捨てられたひよっこ聖女の癒やしごはん~辺境の地で新しい家族と幸せライフを楽しみます!~
第3章 森で出会った仲間たち

第1話



 それから三週間が経った。
 リズは朝と昼はクロウとできるだけ一緒にご飯を食べることにした。彼はリズと持ってくるご飯を楽しみにしていて、毎日美味しいと褒めてくれた。

 伯爵家出身の彼はもっと美味しいものをこれまで食べてきたはずだ。
 きっとお世辞に違いないが、美味しそうにご飯を食べてくれる姿を見ているとやはり作り甲斐がある。それに何故か分からないが、クロウがご飯を頬張る姿を見ていると不思議と初心にかえって美味しい味を追求しようとレシピ研究に没頭した。

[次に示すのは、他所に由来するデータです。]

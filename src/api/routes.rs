//! API Routes
//!
//! Configures the Axum router with the diagnostics endpoints.

use axum::{
    routing::{get, post},
    Router,
};
use tower_http::{
    cors::{Any, CorsLayer},
    trace::TraceLayer,
};

use super::handlers::{
    freshness_handler, health_handler, invalidate_handler, media_handler, stats_handler,
    warmth_handler, AppState,
};

/// Creates the main router with all endpoints configured.
///
/// # Endpoints
/// - `GET /health` - Health check endpoint
/// - `GET /stats` - Cache, handle and watermark statistics
/// - `GET /warmth?target=` - Route warmth verdict for a navigation target
/// - `POST /freshness` - Freshness verdict for a cache key
/// - `POST /invalidate` - Invalidate locally and announce to peers
/// - `GET /media?url=` - Load a media payload and report its handle
///
/// # Middleware
/// - CORS: Allows any origin
/// - Tracing: Logs all requests
pub fn create_router(state: AppState) -> Router {
    let cors = CorsLayer::new()
        .allow_origin(Any)
        .allow_methods(Any)
        .allow_headers(Any);

    Router::new()
        .route("/health", get(health_handler))
        .route("/stats", get(stats_handler))
        .route("/warmth", get(warmth_handler))
        .route("/freshness", post(freshness_handler))
        .route("/invalidate", post(invalidate_handler))
        .route("/media", get(media_handler))
        .layer(cors)
        .layer(TraceLayer::new_for_http())
        .with_state(state)
}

 改良したご飯を提供する度、クロウもヘイリーたちも大きく舌鼓を打ってくれる。
 リズは彼らの反応を見て、今まで感じたことのない高揚感に満たされていった。


 そしてクロウは加護石のお陰で離れ棟の外へ出られるようになった。
 リズが作るご飯の甲斐もあり、顔色も当初より随分と良くなった。呪いで廃人になると危惧されていたが、日増しに元気を取り戻している。
(この状況が続けば、聖力を持つ司教様が来るまで持ちこたえられるかもしれません)

 ヘイリーはあれからも教会本部とやり取りをしているが、近隣に死霊の接吻を浄化できる程の聖力を持った司教がいないため派遣は難航していると言っていた。教会本部から司教を派遣できないか、確認を取ったところ別件が立て込んでおり、動くにはもう少し時間が掛かるらしい。
 それでも加護石のお陰で呪いが悪化しないのなら御の字だろう。